Failure to Prevent Unnecessary Psychotropic Medication Use
Penalty
Summary
Facility staff failed to ensure that a resident was free from unnecessary psychotropic medications and chemical restraints. The resident, who had a history of generalized anxiety disorder, major depressive disorder, and advanced dementia, was observed to be confused and unable to answer questions appropriately. Upon review, it was found that the resident's psychotropic medication doses were increased and new medications were added without adequate supporting documentation or clear evidence of behaviors warranting such changes. There was also a lack of consistent and detailed monitoring of the resident's behaviors and the effectiveness of non-pharmacological interventions.
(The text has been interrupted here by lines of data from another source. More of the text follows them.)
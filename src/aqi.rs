//! Simplified linear AQI.
//!
//! Each pollutant gets a sub-index of `concentration / reference * 50`,
//! clamped to `[0, 500]`. The headline AQI is the worst sub-index, rounded.
//! This is not the EPA piecewise breakpoint table.

use serde::Serialize;
use std::fmt;

/// Upper clamp for a single pollutant's sub-index.
pub const MAX_SUB_INDEX: f64 = 500.0;

/// Sub-index value a pollutant reaches at its reference concentration.
const REFERENCE_SCORE: f64 = 50.0;

#[derive(Debug, Clone, Copy, PartialEq, Eq, Hash, Serialize)]
#[serde(rename_all = "lowercase")]
pub enum Pollutant {
    Pm25,
    Pm10,
    Ozone,
    No2,
}

impl Pollutant {
    pub const ALL: [Pollutant; 4] = [
        Pollutant::Pm25,
        Pollutant::Pm10,
        Pollutant::Ozone,
        Pollutant::No2,
    ];

    /// Concentration that maps to a sub-index of 50.
    pub fn reference_concentration(self) -> f64 {
        match self {
            Pollutant::Pm25 => 12.0,
            Pollutant::Pm10 => 54.0,
            Pollutant::Ozone => 54.0,
            Pollutant::No2 => 53.0,
        }
    }
}

impl fmt::Display for Pollutant {
    fn fmt(&self, f: &mut fmt::Formatter<'_>) -> fmt::Result {
        let name = match self {
            Pollutant::Pm25 => "PM2.5",
            Pollutant::Pm10 => "PM10",
            Pollutant::Ozone => "O3",
            Pollutant::No2 => "NO2",
        };
        f.write_str(name)
    }
}

/// Linear sub-index for one pollutant, clamped to `[0, MAX_SUB_INDEX]`.
///
/// Negative concentrations are not rejected; they clamp to 0. `NaN` also
/// ends up at 0.
pub fn sub_index(pollutant: Pollutant, concentration: f64) -> f64 {
    let raw = concentration / pollutant.reference_concentration() * REFERENCE_SCORE;
    if raw.is_nan() {
        return 0.0;
    }
    raw.clamp(0.0, MAX_SUB_INDEX)
}

fn sub_indices(pm25: f64, pm10: f64, ozone: f64, no2: f64) -> [(Pollutant, f64); 4] {
    [
        (Pollutant::Pm25, sub_index(Pollutant::Pm25, pm25)),
        (Pollutant::Pm10, sub_index(Pollutant::Pm10, pm10)),
        (Pollutant::Ozone, sub_index(Pollutant::Ozone, ozone)),
        (Pollutant::No2, sub_index(Pollutant::No2, no2)),
    ]
}

/// Headline AQI: the maximum of the four clamped sub-indices, rounded to
/// the nearest integer.
pub fn calculate_aqi(pm25: f64, pm10: f64, ozone: f64, no2: f64) -> u32 {
    let worst = sub_indices(pm25, pm10, ozone, no2)
        .iter()
        .map(|(_, s)| *s)
        .fold(0.0_f64, f64::max);

    // worst is within [0, 500], so the cast cannot truncate
    worst.round() as u32
}

/// The pollutant whose sub-index sets the headline AQI.
///
/// Ties go to the first pollutant in [`Pollutant::ALL`] order. Returns `None`
/// when every sub-index is zero.
pub fn dominant_pollutant(pm25: f64, pm10: f64, ozone: f64, no2: f64) -> Option<Pollutant> {
    let mut best: Option<(Pollutant, f64)> = None;
    for (p, s) in sub_indices(pm25, pm10, ozone, no2) {
        if s <= 0.0 {
            continue;
        }
        match best {
            Some((_, b)) if b >= s => {}
            _ => best = Some((p, s)),
        }
    }
    best.map(|(p, _)| p)
}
The clinical records and medication administration records revealed that behavior monitoring for psychotropic medication use was not initiated upon admission and was delayed for several months. Documentation of behaviors was sporadic and inconsistent between nursing and CNA records, with many instances lacking detail or correlation. Additionally, there was no documentation from the psychiatric nurse practitioner for the dates when medication increases were ordered, and progress notes often did not align with the reported behaviors or medication changes. The facility's own policy required initiation of behavior monitoring and documentation of non-medication interventions, which was not followed. Interviews with the medical director and psychiatric nurse practitioner indicated that decisions regarding medication increases were based on staff reports of behaviors, but these reports were not substantiated in the resident's clinical record. There was also no evidence that gradual dose reductions were attempted or considered, as required by facility policy. The lack of supporting documentation, inadequate monitoring, and failure to attempt dose reductions led to the resident receiving unnecessary psychotropic medications.